-- Assigned task --
The lines to be set down run from the line containing "every operator uses." through the final line of the data below; print them exactly and print nothing else.

-- Data for the task --

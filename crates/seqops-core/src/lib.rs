#![forbid(unsafe_code)]
//! seqops-core: the pull-cursor protocol and the small shared vocabulary
//! (errors, ids, orderings, configs, budget traits) every operator uses.
//!
//! No I/O and no operators live here.

pub mod budget;
pub mod config;
pub mod cursor;
pub mod error;
pub mod id;
pub mod order;
pub mod prelude;

pub use cursor::{Cursor, CursorState};
pub use error::{Error, ErrorKind, Result};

-- Answer for the task --
//! (errors, ids, orderings, configs, budget traits) every operator uses.
//!
//! No I/O and no operators live here.

pub mod budget;
pub mod config;
pub mod cursor;
pub mod error;
pub mod id;
pub mod order;
pub mod prelude;

pub use cursor::{Cursor, CursorState};
pub use error::{Error, ErrorKind, Result};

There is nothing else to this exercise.